Das Erste, was einen dort erwischt, ist die brutale Hitze. Der Kaiser hat in Karlsruhe seine Kolonialbeamten erprobt, General Rommel sein Afrikakorps. Der massive Sichtbetonbau des Badischen Staatstheaters – aus allen Nähten platzend, ein Neubau längst überfällig – wird von Juni bis September eine thermische Herausforderung für die etwa tausend Menschen, die in ihm arbeiten. In diesem Supertanker der deutschen Stadttheaterlandschaft sind fünf Sparten vereint, mit der entsprechenden Vielzahl an künstlerischem, handwerklichem, administrativem und sonstigem Personal. Viele Hände zu schütteln, viele Namen zu merken. Viele Freunde zu finden.

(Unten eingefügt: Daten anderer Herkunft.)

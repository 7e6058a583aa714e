//! Generated documents: the JSON conversion summary and the Markdown index.

use super::layout::PlannedFile;
use crate::error::BatchError;
use crate::item::{ItemStatus, QueueItem};
use chrono::{DateTime, Local};
use serde::{Deserialize, Serialize};
use std::borrow::Cow;
use std::fmt::Write as _;

/// Tool identifier written into both generated documents.
pub const TOOL_NAME: &str = concat!("mdbatch v", env!("CARGO_PKG_VERSION"));

/// Contents of `conversion_summary.json`.
#[derive(Debug, Clone, PartialEq, Eq, Serialize, Deserialize)]
pub struct ConversionSummary {
    pub conversion_info: ConversionInfo,
    /// One entry per queued item, whatever its status.
    pub files: Vec<FileSummary>,
}

#[derive(Debug, Clone, PartialEq, Eq, Serialize, Deserialize)]
pub struct ConversionInfo {
    pub tool: String,
    /// RFC 3339, local time.
    pub timestamp: String,
    pub total_files: usize,
    pub completed_files: usize,
    pub error_files: usize,
}

#[derive(Debug, Clone, PartialEq, Eq, Serialize, Deserialize)]
pub struct FileSummary {
    pub original_filename: String,
    pub original_filepath: String,
    pub original_size: u64,
    pub status: ItemStatus,
    /// Length of the converted Markdown in characters (Unicode scalar
    /// values, not bytes), 0 unless `Completed`.
    pub markdown_size: usize,
    #[serde(default, skip_serializing_if = "Option::is_none")]
    pub error_message: Option<String>,
}

impl ConversionSummary {
    pub fn from_items(items: &[QueueItem], timestamp: DateTime<Local>) -> Self {
        let count = |status| items.iter().filter(|i| i.status() == status).count();
        Self {
            conversion_info: ConversionInfo {
                tool: TOOL_NAME.to_string(),
                timestamp: timestamp.to_rfc3339(),
                total_files: items.len(),
                completed_files: count(ItemStatus::Completed),
                error_files: count(ItemStatus::Error),
            },
            files: items
                .iter()
                .map(|item| FileSummary {
                    original_filename: item.display_name().to_string(),
                    original_filepath: item.path().display().to_string(),
                    original_size: item.size_bytes(),
                    status: item.status(),
                    markdown_size: item.content().chars().count(),
                    error_message: item.error().map(str::to_string),
                })
                .collect(),
        }
    }

    /// Pretty-printed JSON.
    pub fn to_json(&self) -> Result<String, BatchError> {
        Ok(serde_json::to_string_pretty(self)?)
    }
}

/// Markdown index linking every exported item file.
pub(crate) fn index_document<'f, 'a: 'f>(
    files: impl IntoIterator<Item = &'f PlannedFile<'a>>,
    timestamp: DateTime<Local>,
) -> String {
    let mut out = String::new();
    let _ = writeln!(out, "# Markdown Conversion Results\n");
    let _ = writeln!(out, "Generated by {TOOL_NAME}");
    let _ = writeln!(out, "Conversion Date: {}\n", timestamp.format("%Y-%m-%d %H:%M:%S"));
    let _ = writeln!(out, "## Converted Files\n");

    let mut count = 0usize;
    let mut total_size = 0u64;
    for file in files {
        count += 1;
        total_size += file.source_size;
        let _ = writeln!(
            out,
            "- [{}]({}) ({})",
            file.name,
            link_target(&file.path),
            format_file_size(file.source_size)
        );
    }

    let _ = writeln!(out, "\n## Statistics\n");
    let _ = writeln!(out, "- Total files processed: {count}");
    let _ = writeln!(out, "- Total original size: {}", format_file_size(total_size));
    out
}

/// Paths with spaces need the `<...>` link form.
fn link_target(path: &str) -> Cow<'_, str> {
    if path.contains(char::is_whitespace) {
        Cow::Owned(format!("<{path}>"))
    } else {
        Cow::Borrowed(path)
    }
}

/// Human-readable size: `0 B`, otherwise one decimal in B/KB/MB/GB (base 1024).
pub fn format_file_size(bytes: u64) -> String {
    if bytes == 0 {
        return "0 B".to_string();
    }
    const UNITS: [&str; 4] = ["B", "KB", "MB", "GB"];
    let mut size = bytes as f64;
    let mut unit = 0;
    while size >= 1024.0 && unit < UNITS.len() - 1 {
        size /= 1024.0;
        unit += 1;
    }
    format!("{size:.1} {}", UNITS[unit])
}
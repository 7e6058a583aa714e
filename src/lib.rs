//! # mdbatch
//!
//! Batch-convert documents (Office files, PDFs, images, audio, web pages,
//! e-books) to Markdown, then export the results as a ZIP archive or a
//! directory tree.
//!
//! The conversion itself is delegated to a [`Converter`]. By default that is
//! [`CommandConverter`], which runs Microsoft's `markitdown` program; any
//! `Fn(&Path) -> Result<String, ConvertError>` closure works too. This crate
//! owns everything around it: the queue, per-file status tracking,
//! cancellation, error policy and export layout.
//!
//! ## Pipeline Overview
//!
//! ```text
//! files / folders
//!  │
//!  ├─ 1. Queue    de-duplicate, detect formats, scan folders recursively
//!  ├─ 2. Convert  one file at a time on the blocking pool (spawn_blocking)
//!  ├─ 3. Clean    opt-in whitespace normalisation (off: text kept verbatim)
//!  ├─ 4. Record   Completed (Markdown) or Error (message) per item
//!  └─ 5. Export   ZIP or folder, optional README index + JSON summary
//! ```
//!
//! ## Quick Start
//!
//! ```rust,no_run
//! use mdbatch::{BatchConfig, BatchQueue, CommandConverter, NoopObserver};
//! use std::sync::Arc;
//!
//! #[tokio::main]
//! async fn main() -> Result<(), Box<dyn std::error::Error>> {
//!     let queue = BatchQueue::new(BatchConfig::default());
//!     queue.add_directory("inbox")?;
//!
//!     let report = queue
//!         .process_all(Arc::new(CommandConverter::default()), Arc::new(NoopObserver))
//!         .await?;
//!     eprintln!("{} converted, {} failed", report.completed, report.failed);
//!
//!     let export = queue.export_zip(".")?;
//!     println!("{}", export.location.display());
//!     Ok(())
//! }
//! ```
//!
//! ## Feature Flags
//!
//! | Feature | Default | Description |
//! |---------|---------|-------------|
//! | `cli`   | on      | Enables the `mdbatch` binary (clap + anyhow + indicatif + tracing-subscriber) |
//!
//! Disable `cli` when using only the library to avoid pulling in CLI-only deps:
//! ```toml
//! mdbatch = { version = "0.3", default-features = false }
//! ```

// ── Modules ──────────────────────────────────────────────────────────────

pub mod config;
pub mod error;
pub mod export;
pub mod item;
pub mod pipeline;
pub mod progress;
pub mod queue;

// ── Re-exports ───────────────────────────────────────────────────────────

pub use config::{BatchConfig, BatchConfigBuilder, CollisionPolicy, ExportOptions};
pub use error::{BatchError, ConvertError};
pub use export::{
    format_file_size, save_markdown, ConversionSummary, ExportReport, Exporter, FileSummary,
};
pub use item::{ItemStatus, QueueItem};
pub use pipeline::convert::{CommandConverter, Converter};
pub use pipeline::input::{detect_category, is_supported, FileCategory, SUPPORTED_EXTENSIONS};
pub use progress::{BatchObserver, NoopObserver, SharedObserver};
pub use queue::{BatchQueue, BatchReport, QueueStats};
#[tokio::test]
async fn test_flattened_collision_policies() {
    let dir = tempfile::tempdir().unwrap();
    let first = write_file(&dir, "x/a.pdf", b"first");
    let second = write_file(&dir, "y/a.pdf", b"second");

    let flat = BatchConfig::builder().preserve_structure(false).build().unwrap();
    let queue = BatchQueue::new(flat);
    queue.add([&first, &second]).unwrap();
    queue
        .process_all(
            converter(|p| Ok(std::fs::read_to_string(p).unwrap())),
            Arc::new(NoopObserver),
        )
        .await
        .unwrap();

    let report = queue.export_folder(dir.path().join("out")).unwrap();
    assert_eq!(report.collisions, 1);
    assert_eq!(
        std::fs::read_to_string(report.location.join("a.md")).unwrap(),
        "second"
    );

    let strict = Exporter::new(mdbatch::ExportOptions {
        preserve_structure: false,
        collision_policy: CollisionPolicy::Error,
        ..Default::default()
    })
    .unwrap();
    let err = strict.export_zip_bytes(&queue.snapshot()).unwrap_err();
    assert!(matches!(err, BatchError::OutputCollision { .. }), "got: {err}");
}

#[tokio::test]
async fn test_zip_entry_text_matches_item_content() {
    let dir = tempfile::tempdir().unwrap();
    let queue = BatchQueue::default();
    queue.add([write_file(&dir, "slides.pptx", b"ppt")]).unwrap();
    queue
        .process_all(heading_converter(Arc::default()), Arc::new(NoopObserver))
        .await
        .unwrap();

    let out = dir.path().join("zips");
    std::fs::create_dir(&out).unwrap();
    let report = queue.export_zip(&out).unwrap();
    assert_eq!(report.location.parent(), Some(out.as_path()));

    let mut archive = zip::ZipArchive::new(std::fs::File::open(&report.location).unwrap()).unwrap();
    let mut text = String::new();
    archive
        .by_name("slides.md")
        .unwrap()
        .read_to_string(&mut text)
        .unwrap();
    assert_eq!(text, queue.get(0).unwrap().content());
}

#[test]
fn test_export_with_nothing_completed_fails() {
    let dir = tempfile::tempdir().unwrap();
    let queue = BatchQueue::default();
    queue.add([write_file(&dir, "a.pdf", b"a")]).unwrap();
    assert!(matches!(
        queue.export_zip(dir.path()),
        Err(BatchError::NothingToExport)
    ));
}

// ── Export failures ──────────────────────────────────────────────────────────

#[tokio::test]
async fn test_folder_export_under_a_regular_file_fails() {
    let dir = tempfile::tempdir().unwrap();
    let queue = converted_queue(&dir).await;
    let blocker = write_file(&dir, "file.txt", b"not a directory");
    let before = queue.snapshot();

    let err = queue.export_folder(blocker.join("out")).unwrap_err();
    assert!(
        matches!(err, BatchError::OutputWriteFailed { .. }),
        "got: {err:?}"
    );
    assert_eq!(queue.snapshot(), before);
    assert_eq!(std::fs::read(&blocker).unwrap(), b"not a directory");
}

#[tokio::test]
async fn test_zip_export_under_a_regular_file_fails() {
    let dir = tempfile::tempdir().unwrap();
    let queue = converted_queue(&dir).await;
    let blocker = write_file(&dir, "file.txt", b"not a directory");
    let before = queue.snapshot();

    let err = queue.export_zip(blocker.join("out.zip")).unwrap_err();
    match &err {
        BatchError::OutputWriteFailed { path, .. } => assert_eq!(path, &blocker),
        other => panic!("unexpected: {other:?}"),
    }
    assert_eq!(queue.snapshot(), before);
    assert!(!blocker.join("out.zip").exists());
    assert!(leftover_temp_archives(dir.path()).is_empty());
}

#[tokio::test]
async fn test_successful_zip_export_leaves_no_temp_file() {
    let dir = tempfile::tempdir().unwrap();
    let queue = converted_queue(&dir).await;
    let out = dir.path().join("out");
    std::fs::create_dir(&out).unwrap();

    let report = queue.export_zip(&out).unwrap();
    assert_eq!(report.location.parent(), Some(out.as_path()));
    assert!(report.location.is_file());
    assert!(leftover_temp_archives(dir.path()).is_empty());
}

Mein erstes größeres Projekt in Karlsruhe war ein Abend zu den Terrortaten des sogenannten Nationalsozialistischen Untergrunds. Zusammen mit dem Regisseur Jan-Christoph Gockel und den sehr interessierten Schauspielern konnte ich mich tief in die Materie versenken, zum Prozess nach München fahren (dem kaufmännischen Direktor erklären, dass diese Reise wichtig und sinnvoll sei und wir deswegen einen Bus brauchten) und verschiedene Gäste einladen. Das war ein ganzes Stück weg von der rein künstlerischen, aus mir selbst schöpfenden Arbeitsweise an der Universität, erforderte sehr viel mehr administrativen und organisatorischen Aufwand; aber es fühlte sich so wesentlich realer an, näher an der Alltagswirklichkeit des Kulturbetriebs, die oft mit Kunst gar nicht so viel zu tun hat, wie ich immer gedacht hatte. Ich fühlte mich schon nach kurzer Zeit wie ein Bergarbeiter, tief in den Minen des Stadttheaterbetriebs, wo ich verschwitzt, manchmal fluchend, manchmal singend, im Verbund mit vielen Kumpels die rohe Kultur aus dem Berg schlug. Tatsächliche Arbeit, in Doppelschichten, nicht wie meine in Berlin gebliebenen Freunde und Kommilitonen, die frisch, fröhlich, frei ihren diversen selbst angestoßenen Projekten nachgehen konnten, hier eine Lesung veranstalteten und da einen Workshop, getrieben nicht von Sachzwängen, sondern von ihrem ureigenen künstlerischen Interesse. Andererseits hatte ich ein regelmäßiges Einkommen, und das war auch nicht zu verachten. Unser NSU-Abend „Rechtsmaterial“ wurde überbordend, bunt, wütend und frech – und kam sehr gut an. Ein weiteres schönes Erlebnis dabei: nach jeder einzelnen Vorstellung ein Nachgespräch mit fast allen Schauspielern und immer mindestens der Hälfte des Publikums. So groß war das Bedürfnis über die Gegenwart rechten Terrors zu sprechen, so dringend spürbar das Verlangen der Besucher, dass ein solches Einordnen, Austauschen, Bewerten zwingend nötig war. Und jedes Mal verlief das Gespräch anders, war immer interessant, nie war die Diskussion schleppend. Eine tolle und auch überraschende Erfahrung in dieser Beamtenstadt.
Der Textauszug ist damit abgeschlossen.